ABOUT THIS TASK:
Write out the data again in full, keeping every character the same.

AVAILABLE DATA:
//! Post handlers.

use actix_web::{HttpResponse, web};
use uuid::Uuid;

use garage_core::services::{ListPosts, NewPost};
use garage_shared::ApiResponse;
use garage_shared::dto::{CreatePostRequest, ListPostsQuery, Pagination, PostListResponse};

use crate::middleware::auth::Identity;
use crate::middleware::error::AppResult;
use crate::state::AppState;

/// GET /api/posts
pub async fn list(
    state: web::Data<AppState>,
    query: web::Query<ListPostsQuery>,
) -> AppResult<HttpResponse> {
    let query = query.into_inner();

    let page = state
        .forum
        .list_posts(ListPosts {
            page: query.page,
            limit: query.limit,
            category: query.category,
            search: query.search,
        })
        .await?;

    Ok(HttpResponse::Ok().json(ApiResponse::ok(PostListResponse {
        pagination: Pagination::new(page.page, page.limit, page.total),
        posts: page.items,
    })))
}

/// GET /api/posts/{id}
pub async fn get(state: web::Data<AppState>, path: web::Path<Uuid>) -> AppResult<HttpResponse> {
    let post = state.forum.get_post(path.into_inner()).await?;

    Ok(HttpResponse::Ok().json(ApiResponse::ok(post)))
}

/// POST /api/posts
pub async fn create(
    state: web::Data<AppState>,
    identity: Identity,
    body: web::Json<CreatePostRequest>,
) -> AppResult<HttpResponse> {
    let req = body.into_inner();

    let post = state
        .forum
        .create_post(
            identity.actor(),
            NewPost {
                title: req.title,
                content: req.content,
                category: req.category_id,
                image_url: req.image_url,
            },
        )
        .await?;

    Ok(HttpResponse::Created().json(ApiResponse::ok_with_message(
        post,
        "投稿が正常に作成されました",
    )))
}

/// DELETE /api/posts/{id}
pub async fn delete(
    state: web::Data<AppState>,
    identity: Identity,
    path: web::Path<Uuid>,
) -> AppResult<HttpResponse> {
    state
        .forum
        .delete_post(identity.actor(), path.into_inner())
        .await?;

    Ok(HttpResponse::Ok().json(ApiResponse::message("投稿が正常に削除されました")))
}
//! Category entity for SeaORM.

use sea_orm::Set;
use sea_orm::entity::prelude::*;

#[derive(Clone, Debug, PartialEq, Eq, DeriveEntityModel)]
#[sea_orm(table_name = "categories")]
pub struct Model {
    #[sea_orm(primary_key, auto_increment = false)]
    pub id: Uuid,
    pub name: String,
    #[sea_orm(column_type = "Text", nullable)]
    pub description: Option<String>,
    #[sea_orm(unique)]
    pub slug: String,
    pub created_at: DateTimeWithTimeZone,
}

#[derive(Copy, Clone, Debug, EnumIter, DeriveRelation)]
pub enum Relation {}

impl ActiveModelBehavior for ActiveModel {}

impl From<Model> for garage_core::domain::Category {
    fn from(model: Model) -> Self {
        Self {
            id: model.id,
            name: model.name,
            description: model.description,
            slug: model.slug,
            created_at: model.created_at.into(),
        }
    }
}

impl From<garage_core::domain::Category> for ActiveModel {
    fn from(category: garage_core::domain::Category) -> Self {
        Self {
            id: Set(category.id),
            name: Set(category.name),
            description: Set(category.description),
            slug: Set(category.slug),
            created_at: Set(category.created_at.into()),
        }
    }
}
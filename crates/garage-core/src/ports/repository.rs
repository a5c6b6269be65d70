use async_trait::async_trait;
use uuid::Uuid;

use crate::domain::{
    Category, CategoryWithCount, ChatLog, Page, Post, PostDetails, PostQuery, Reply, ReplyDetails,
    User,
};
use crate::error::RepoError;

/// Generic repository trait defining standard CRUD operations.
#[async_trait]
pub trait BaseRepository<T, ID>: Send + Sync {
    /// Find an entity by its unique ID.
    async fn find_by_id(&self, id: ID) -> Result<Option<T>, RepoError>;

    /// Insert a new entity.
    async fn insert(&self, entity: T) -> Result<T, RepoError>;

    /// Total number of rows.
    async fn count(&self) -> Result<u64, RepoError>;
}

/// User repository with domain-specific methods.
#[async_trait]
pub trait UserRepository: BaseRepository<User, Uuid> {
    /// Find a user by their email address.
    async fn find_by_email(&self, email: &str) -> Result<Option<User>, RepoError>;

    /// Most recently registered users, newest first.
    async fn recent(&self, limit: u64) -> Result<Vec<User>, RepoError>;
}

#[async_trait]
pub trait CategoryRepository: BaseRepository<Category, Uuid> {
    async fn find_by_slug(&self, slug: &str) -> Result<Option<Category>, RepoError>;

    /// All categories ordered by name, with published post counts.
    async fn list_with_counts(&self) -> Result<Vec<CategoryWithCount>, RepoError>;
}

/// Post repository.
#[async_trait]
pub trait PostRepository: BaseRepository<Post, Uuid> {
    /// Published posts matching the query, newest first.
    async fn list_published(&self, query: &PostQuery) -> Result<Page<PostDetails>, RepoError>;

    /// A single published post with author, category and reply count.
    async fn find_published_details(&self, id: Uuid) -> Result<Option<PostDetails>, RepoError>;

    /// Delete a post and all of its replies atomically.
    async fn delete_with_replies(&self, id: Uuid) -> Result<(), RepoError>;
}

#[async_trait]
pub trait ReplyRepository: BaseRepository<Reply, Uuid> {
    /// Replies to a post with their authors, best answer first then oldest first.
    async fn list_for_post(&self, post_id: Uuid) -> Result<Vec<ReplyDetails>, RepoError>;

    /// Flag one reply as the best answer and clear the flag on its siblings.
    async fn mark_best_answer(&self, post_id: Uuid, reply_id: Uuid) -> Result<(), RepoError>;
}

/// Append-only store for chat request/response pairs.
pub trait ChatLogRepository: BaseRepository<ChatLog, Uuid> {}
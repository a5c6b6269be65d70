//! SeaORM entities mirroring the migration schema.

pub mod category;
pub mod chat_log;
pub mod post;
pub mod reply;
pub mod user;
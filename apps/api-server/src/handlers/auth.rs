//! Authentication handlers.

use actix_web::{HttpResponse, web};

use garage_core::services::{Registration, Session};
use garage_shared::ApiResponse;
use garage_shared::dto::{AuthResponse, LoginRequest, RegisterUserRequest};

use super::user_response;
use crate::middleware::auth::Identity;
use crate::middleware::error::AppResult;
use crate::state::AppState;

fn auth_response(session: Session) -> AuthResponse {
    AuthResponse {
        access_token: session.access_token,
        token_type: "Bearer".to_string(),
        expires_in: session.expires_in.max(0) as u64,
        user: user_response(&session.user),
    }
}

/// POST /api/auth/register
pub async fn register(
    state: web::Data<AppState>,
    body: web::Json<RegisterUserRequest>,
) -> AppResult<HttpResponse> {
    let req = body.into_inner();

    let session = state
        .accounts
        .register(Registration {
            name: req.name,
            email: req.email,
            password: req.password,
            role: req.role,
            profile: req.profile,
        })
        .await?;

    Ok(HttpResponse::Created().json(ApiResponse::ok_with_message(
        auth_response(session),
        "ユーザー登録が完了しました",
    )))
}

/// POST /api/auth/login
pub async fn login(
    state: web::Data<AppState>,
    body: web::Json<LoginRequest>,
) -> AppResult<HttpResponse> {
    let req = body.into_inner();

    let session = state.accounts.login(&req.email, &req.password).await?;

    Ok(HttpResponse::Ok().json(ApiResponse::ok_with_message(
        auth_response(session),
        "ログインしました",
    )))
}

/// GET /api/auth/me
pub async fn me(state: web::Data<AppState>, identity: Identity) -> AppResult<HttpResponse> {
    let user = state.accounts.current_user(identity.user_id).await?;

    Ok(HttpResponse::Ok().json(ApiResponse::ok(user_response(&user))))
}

EXERCISE RESPONSE:
//! Post handlers.

use actix_web::{HttpResponse, web};
use uuid::Uuid;

use garage_core::services::{ListPosts, NewPost};
use garage_shared::ApiResponse;
use garage_shared::dto::{CreatePostRequest, ListPostsQuery, Pagination, PostListResponse};

use crate::middleware::auth::Identity;
use crate::middleware::error::AppResult;
use crate::state::AppState;

/// GET /api/posts
pub async fn list(
    state: web::Data<AppState>,
    query: web::Query<ListPostsQuery>,
) -> AppResult<HttpResponse> {
    let query = query.into_inner();

    let page = state
        .forum
        .list_posts(ListPosts {
            page: query.page,
            limit: query.limit,
            category: query.category,
            search: query.search,
        })
        .await?;

    Ok(HttpResponse::Ok().json(ApiResponse::ok(PostListResponse {
        pagination: Pagination::new(page.page, page.limit, page.total),
        posts: page.items,
    })))
}

/// GET /api/posts/{id}
pub async fn get(state: web::Data<AppState>, path: web::Path<Uuid>) -> AppResult<HttpResponse> {
    let post = state.forum.get_post(path.into_inner()).await?;

    Ok(HttpResponse::Ok().json(ApiResponse::ok(post)))
}

/// POST /api/posts
pub async fn create(
    state: web::Data<AppState>,
    identity: Identity,
    body: web::Json<CreatePostRequest>,
) -> AppResult<HttpResponse> {
    let req = body.into_inner();

    let post = state
        .forum
        .create_post(
            identity.actor(),
            NewPost {
                title: req.title,
                content: req.content,
                category: req.category_id,
                image_url: req.image_url,
            },
        )
        .await?;

    Ok(HttpResponse::Created().json(ApiResponse::ok_with_message(
        post,
        "投稿が正常に作成されました",
    )))
}

/// DELETE /api/posts/{id}
pub async fn delete(
    state: web::Data<AppState>,
    identity: Identity,
    path: web::Path<Uuid>,
) -> AppResult<HttpResponse> {
    state
        .forum
        .delete_post(identity.actor(), path.into_inner())
        .await?;

    Ok(HttpResponse::Ok().json(ApiResponse::message("投稿が正常に削除されました")))
}
//! Category entity for SeaORM.

use sea_orm::Set;
use sea_orm::entity::prelude::*;

#[derive(Clone, Debug, PartialEq, Eq, DeriveEntityModel)]
#[sea_orm(table_name = "categories")]
pub struct Model {
    #[sea_orm(primary_key, auto_increment = false)]
    pub id: Uuid,
    pub name: String,
    #[sea_orm(column_type = "Text", nullable)]
    pub description: Option<String>,
    #[sea_orm(unique)]
    pub slug: String,
    pub created_at: DateTimeWithTimeZone,
}

#[derive(Copy, Clone, Debug, EnumIter, DeriveRelation)]
pub enum Relation {}

impl ActiveModelBehavior for ActiveModel {}

impl From<Model> for garage_core::domain::Category {
    fn from(model: Model) -> Self {
        Self {
            id: model.id,
            name: model.name,
            description: model.description,
            slug: model.slug,
            created_at: model.created_at.into(),
        }
    }
}

impl From<garage_core::domain::Category> for ActiveModel {
    fn from(category: garage_core::domain::Category) -> Self {
        Self {
            id: Set(category.id),
            name: Set(category.name),
            description: Set(category.description),
            slug: Set(category.slug),
            created_at: Set(category.created_at.into()),
        }
    }
}
filename crates/garage-core/src/ports/repository.rs
repository a5c6b6269be65d70
use async_trait::async_trait;
use uuid::Uuid;

use crate::domain::{
    Category, CategoryWithCount, ChatLog, Page, Post, PostDetails, PostQuery, Reply, ReplyDetails,
    User,
};
use crate::error::RepoError;

/// Generic repository trait defining standard CRUD operations.
#[async_trait]
pub trait BaseRepository<T, ID>: Send + Sync {
    /// Find an entity by its unique ID.
    async fn find_by_id(&self, id: ID) -> Result<Option<T>, RepoError>;

    /// Insert a new entity.
    async fn insert(&self, entity: T) -> Result<T, RepoError>;

    /// Total number of rows.
    async fn count(&self) -> Result<u64, RepoError>;
}

/// User repository with domain-specific methods.
#[async_trait]
pub trait UserRepository: BaseRepository<User, Uuid> {
    /// Find a user by their email address.
    async fn find_by_email(&self, email: &str) -> Result<Option<User>, RepoError>;

    /// Most recently registered users, newest first.
    async fn recent(&self, limit: u64) -> Result<Vec<User>, RepoError>;
}

#[async_trait]
pub trait CategoryRepository: BaseRepository<Category, Uuid> {
    async fn find_by_slug(&self, slug: &str) -> Result<Option<Category>, RepoError>;

    /// All categories ordered by name, with published post counts.
    async fn list_with_counts(&self) -> Result<Vec<CategoryWithCount>, RepoError>;
}

/// Post repository.
#[async_trait]
pub trait PostRepository: BaseRepository<Post, Uuid> {
    /// Published posts matching the query, newest first.
    async fn list_published(&self, query: &PostQuery) -> Result<Page<PostDetails>, RepoError>;

    /// A single published post with author, category and reply count.
    async fn find_published_details(&self, id: Uuid) -> Result<Option<PostDetails>, RepoError>;

    /// Delete a post and all of its replies atomically.
    async fn delete_with_replies(&self, id: Uuid) -> Result<(), RepoError>;
}

#[async_trait]
pub trait ReplyRepository: BaseRepository<Reply, Uuid> {
    /// Replies to a post with their authors, best answer first then oldest first.
    async fn list_for_post(&self, post_id: Uuid) -> Result<Vec<ReplyDetails>, RepoError>;

    /// Flag one reply as the best answer and clear the flag on its siblings.
    async fn mark_best_answer(&self, post_id: Uuid, reply_id: Uuid) -> Result<(), RepoError>;
}

/// Append-only store for chat request/response pairs.
pub trait ChatLogRepository: BaseRepository<ChatLog, Uuid> {}
repository a5c6b6269be65d70
//! SeaORM entities mirroring the migration schema.

pub mod category;
pub mod chat_log;
pub mod post;
pub mod reply;
pub mod user;
filename apps/api-server/src/handlers/auth.rs
//! Authentication handlers.

use actix_web::{HttpResponse, web};

use garage_core::services::{Registration, Session};
use garage_shared::ApiResponse;
use garage_shared::dto::{AuthResponse, LoginRequest, RegisterUserRequest};

use super::user_response;
use crate::middleware::auth::Identity;
use crate::middleware::error::AppResult;
use crate::state::AppState;

fn auth_response(session: Session) -> AuthResponse {
    AuthResponse {
        access_token: session.access_token,
        token_type: "Bearer".to_string(),
        expires_in: session.expires_in.max(0) as u64,
        user: user_response(&session.user),
    }
}

/// POST /api/auth/register
pub async fn register(
    state: web::Data<AppState>,
    body: web::Json<RegisterUserRequest>,
) -> AppResult<HttpResponse> {
    let req = body.into_inner();

    let session = state
        .accounts
        .register(Registration {
            name: req.name,
            email: req.email,
            password: req.password,
            role: req.role,
            profile: req.profile,
        })
        .await?;

    Ok(HttpResponse::Created().json(ApiResponse::ok_with_message(
        auth_response(session),
        "ユーザー登録が完了しました",
    )))
}

/// POST /api/auth/login
pub async fn login(
    state: web::Data<AppState>,
    body: web::Json<LoginRequest>,
) -> AppResult<HttpResponse> {
    let req = body.into_inner();

    let session = state.accounts.login(&req.email, &req.password).await?;

    Ok(HttpResponse::Ok().json(ApiResponse::ok_with_message(
        auth_response(session),
        "ログインしました",
    )))
}

/// GET /api/auth/me
pub async fn me(state: web::Data<AppState>, identity: Identity) -> AppResult<HttpResponse> {
    let user = state.accounts.current_user(identity.user_id).await?;

    Ok(HttpResponse::Ok().json(ApiResponse::ok(user_response(&user))))
}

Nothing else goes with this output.